[[ Listed entries open ]]

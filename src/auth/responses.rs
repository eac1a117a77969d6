use rocket_okapi::okapi::schemars::{self, JsonSchema};
use serde::{Deserialize, Serialize};

/// Closed role enumeration. Anything outside these three values is
/// rejected wherever a role crosses into the system.
#[derive(Debug, Clone, Copy, Serialize, Deserialize, JsonSchema, PartialEq, Eq)]
#[serde(rename_all = "lowercase")]
pub enum Role {
    Admin,
    Instructor,
    Student,
}

impl Role {
    /// Strict parse used at request boundaries.
    pub fn parse(role: &str) -> Option<Self> {
        match role {
            "admin" => Some(Role::Admin),
            "instructor" => Some(Role::Instructor),
            "student" => Some(Role::Student),
            _ => None,
        }
    }

    pub fn as_str(&self) -> &'static str {
        match self {
            Role::Admin => "admin",
            Role::Instructor => "instructor",
            Role::Student => "student",
        }
    }
}

impl Default for Role {
    fn default() -> Self {
        Role::Student
    }
}

#[derive(Debug, Clone, Deserialize, JsonSchema)]
pub struct RegisterRequest {
    pub username: String,
    pub email: String,
    pub password: String,
    /// Optional; defaults to `student`. Unknown values are a 400.
    #[serde(default)]
    pub role: Option<String>,
}

#[derive(Debug, Clone, Deserialize, JsonSchema)]
pub struct LoginRequest {
    pub email: String,
    pub password: String,
}

/// Public view of an account. Deliberately has no password field, so a
/// hash can never be serialized by accident.
#[derive(Debug, Clone, Serialize, Deserialize, JsonSchema)]
pub struct UserSummary {
    pub id: i32,
    pub username: String,
    pub email: String,
    pub role: Role,
}

#[derive(Debug, Clone, Serialize, Deserialize, JsonSchema)]
pub struct LoginResponse {
    pub token: String,
    pub user: UserSummary,
}

#[cfg(test)]
mod tests {
    use super::*;

    #[test]
    fn parses_the_three_known_roles() {
        assert_eq!(Role::parse("admin"), Some(Role::Admin));
        assert_eq!(Role::parse("instructor"), Some(Role::Instructor));
        assert_eq!(Role::parse("student"), Some(Role::Student));
    }

    #[test]
    fn rejects_unknown_and_miscased_roles() {
        assert_eq!(Role::parse("superuser"), None);
        assert_eq!(Role::parse("Admin"), None);
        assert_eq!(Role::parse(""), None);
    }

    #[test]
    fn serializes_lowercase() {
        assert_eq!(serde_json::to_string(&Role::Instructor).unwrap(), "\"instructor\"");
        assert_eq!(Role::Admin.as_str(), "admin");
    }
}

[[ Listed entries closed ]]

What you need to do
Note down each line above where the word "values" occurs.

Output below
/// Closed role enumeration. Anything outside these three values is
    /// Optional; defaults to `student`. Unknown values are a 400.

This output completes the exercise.